Kenya Bank Profits Drop First Time in 16 Years on Costs

NAIROBI, Kenya, Capital Markets in Africa: Kenya’s banking industry last year recorded the first decline in profit since 1999 as costs outpaced income in the wake of two failures and more onerous regulations.

Pretax profit across the sector declined 5 percent to 134 billion shillings ($1.3 billion) in the 12 months through December, according to the central bank’s Bank Supervision Report, released in the capital, Nairobi, on Tuesday. That came as a 16 percent increase in expenses more than negated a 9.2 percent rise in assets during the period.

“The Kenyan banking sector is expected to register an enhanced performance in 2016,” the regulator said, boosted by the growth outlook for the country’s economy and improved integration with other East African nations. “Following the challenges witnessed in the banking sector towards the end of 2015, 2016 will be a transition year to seize on the lessons and challenges.”

Regulators in August seized Dubai Bank Kenya Ltd. after it breached minimum capital requirements and two months later placed Imperial Bank Ltd. into receivership amid claims of fraud that company executives deny.
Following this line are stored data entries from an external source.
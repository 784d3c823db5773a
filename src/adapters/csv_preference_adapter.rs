//! Stock preference stores: a CSV file and an in-memory list.

use std::fs;
use std::path::PathBuf;

use crate::domain::error::TerminalError;
use crate::domain::preferences::StockPreference;
use crate::ports::preference_port::PreferencePort;

/// Preferences persisted as `symbol,name,category` rows, in selection order.
pub struct CsvPreferenceAdapter {
    path: PathBuf,
}

impl CsvPreferenceAdapter {
    pub fn new(path: PathBuf) -> Self {
        Self { path }
    }
}

fn preference_error(reason: String) -> TerminalError {
    TerminalError::Preferences { reason }
}

impl PreferencePort for CsvPreferenceAdapter {
    fn load(&self) -> Result<Vec<StockPreference>, TerminalError> {
        if !self.path.exists() {
            return Ok(Vec::new());
        }
        let mut rdr = csv::Reader::from_path(&self.path)
            .map_err(|e| preference_error(format!("failed to open {}: {}", self.path.display(), e)))?;
        rdr.deserialize()
            .map(|row| row.map_err(|e| preference_error(format!("invalid preference row: {}", e))))
            .collect()
    }

    fn save(&mut self, preferences: &[StockPreference]) -> Result<(), TerminalError> {
        if let Some(parent) = self.path.parent().filter(|p| !p.as_os_str().is_empty()) {
            fs::create_dir_all(parent)?;
        }
        let mut wtr = csv::Writer::from_path(&self.path)
            .map_err(|e| preference_error(format!("failed to create {}: {}", self.path.display(), e)))?;
        for preference in preferences {
            wtr.serialize(preference)
                .map_err(|e| preference_error(format!("failed to write preference: {}", e)))?;
        }
        wtr.flush()?;
        Ok(())
    }

    fn clear(&mut self) -> Result<(), TerminalError> {
        match fs::remove_file(&self.path) {
            Ok(()) => Ok(()),
            Err(e) if e.kind() == std::io::ErrorKind::NotFound => Ok(()),
            Err(e) => Err(e.into()),
        }
    }
}

#[derive(Debug, Default)]
pub struct InMemoryPreferences {
    preferences: Vec<StockPreference>,
}

impl InMemoryPreferences {
    pub fn new() -> Self {
        Self::default()
    }

    pub fn with(preferences: Vec<StockPreference>) -> Self {
        Self { preferences }
    }
}

impl PreferencePort for InMemoryPreferences {
    fn load(&self) -> Result<Vec<StockPreference>, TerminalError> {
        Ok(self.preferences.clone())
    }

    fn save(&mut self, preferences: &[StockPreference]) -> Result<(), TerminalError> {
        self.preferences = preferences.to_vec();
        Ok(())
    }

    fn clear(&mut self) -> Result<(), TerminalError> {
        self.preferences.clear();
        Ok(())
    }
}
use anyhow::{anyhow, Result};
use chrono::NaiveDate;
use contracts::dashboards::d100_daily_summary::{DailySummaryRequest, DailySummaryResponse};
use contracts::domain::a001_order::{Order, OrderStatus};

use super::repository;

pub async fn daily_summary(request: DailySummaryRequest) -> Result<DailySummaryResponse> {
    let date = NaiveDate::parse_from_str(&request.date, "%Y-%m-%d")
        .map_err(|_| anyhow!("Неверный формат даты: {}", request.date))?;

    let orders = repository::orders_for_day(date, request.payment_method).await?;
    Ok(summarize(request.date, orders))
}

/// Aggregates one day of orders. Revenue, count and average check cover
/// every order in the set; average preparation time covers completed
/// orders only, since an open order has no completion timestamp yet.
fn summarize(date: String, orders: Vec<Order>) -> DailySummaryResponse {
    let order_count = orders.len();
    let total_revenue: i64 = orders.iter().map(|o| o.total_price).sum();
    let avg_check = if order_count > 0 {
        total_revenue as f64 / order_count as f64
    } else {
        0.0
    };

    let prep_times: Vec<i64> = orders
        .iter()
        .filter(|o| o.status == OrderStatus::Completed)
        .filter_map(|o| o.prep_duration_seconds())
        .collect();
    let avg_prep_seconds = if prep_times.is_empty() {
        0.0
    } else {
        prep_times.iter().sum::<i64>() as f64 / prep_times.len() as f64
    };

    DailySummaryResponse {
        date,
        order_count,
        total_revenue,
        avg_check,
        avg_prep_seconds,
        orders,
    }
}

#[cfg(test)]
mod tests {
    use super::*;
    use chrono::{Duration, TimeZone, Utc};
    use contracts::domain::a001_order::PaymentMethod;

    fn completed_order(total: i64, prep_secs: i64) -> Order {
        let created = Utc.with_ymd_and_hms(2025, 6, 1, 10, 0, 0).unwrap();
        Order {
            id: format!("order-{}", total),
            customer_name: "Гость".to_string(),
            customer_id: None,
            items: vec![],
            status: OrderStatus::Completed,
            created_at: created,
            completed_at: Some(created + Duration::seconds(prep_secs)),
            total_price: total,
            payment_method: PaymentMethod::Cash,
            estimated_prep_seconds: 300,
        }
    }

    #[test]
    fn two_completed_orders() {
        let summary = summarize(
            "2025-06-01".to_string(),
            vec![completed_order(250, 120), completed_order(320, 240)],
        );
        assert_eq!(summary.order_count, 2);
        assert_eq!(summary.total_revenue, 570);
        assert_eq!(summary.avg_check, 285.0);
        assert_eq!(summary.avg_prep_seconds, 180.0);
    }

    #[test]
    fn empty_day_is_all_zeroes() {
        let summary = summarize("2025-06-02".to_string(), vec![]);
        assert_eq!(summary.order_count, 0);
        assert_eq!(summary.total_revenue, 0);
        assert_eq!(summary.avg_check, 0.0);
        assert_eq!(summary.avg_prep_seconds, 0.0);
    }

    #[test]
    fn open_orders_count_toward_revenue_but_not_prep_time() {
        let mut open = completed_order(200, 0);
        open.status = OrderStatus::Preparing;
        open.completed_at = None;

        let summary = summarize(
            "2025-06-01".to_string(),
            vec![open, completed_order(300, 90)],
        );
        assert_eq!(summary.order_count, 2);
        assert_eq!(summary.total_revenue, 500);
        assert_eq!(summary.avg_prep_seconds, 90.0);
    }
}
The top seven lenders in Kenya control almost half of the market, and own more than 70 percent of all the industry’s assets, according to the report.

Assets held by subsidiaries of Kenyan banks in South Sudan, among them KCB Group Ltd., Equity Group Holdings Ltd., CFC Stanbic Holdings Ltd. and Co-operative Bank of Kenya Ltd., declined by 50 percent during the year to 58.8 billion shillings following the devaluation of the South Sudanese pound, the regulator said.

Overall credit rose by 11.6 percent to 2.2 trillion shillings in 2015 from a year earlier, while non-performing loans increased to 6.8 percent, from 5.6 percent in 2014. 

While capital adequacy declined by 120 basis points to 18.8 percent, it remained above the 14.5 percent threshold.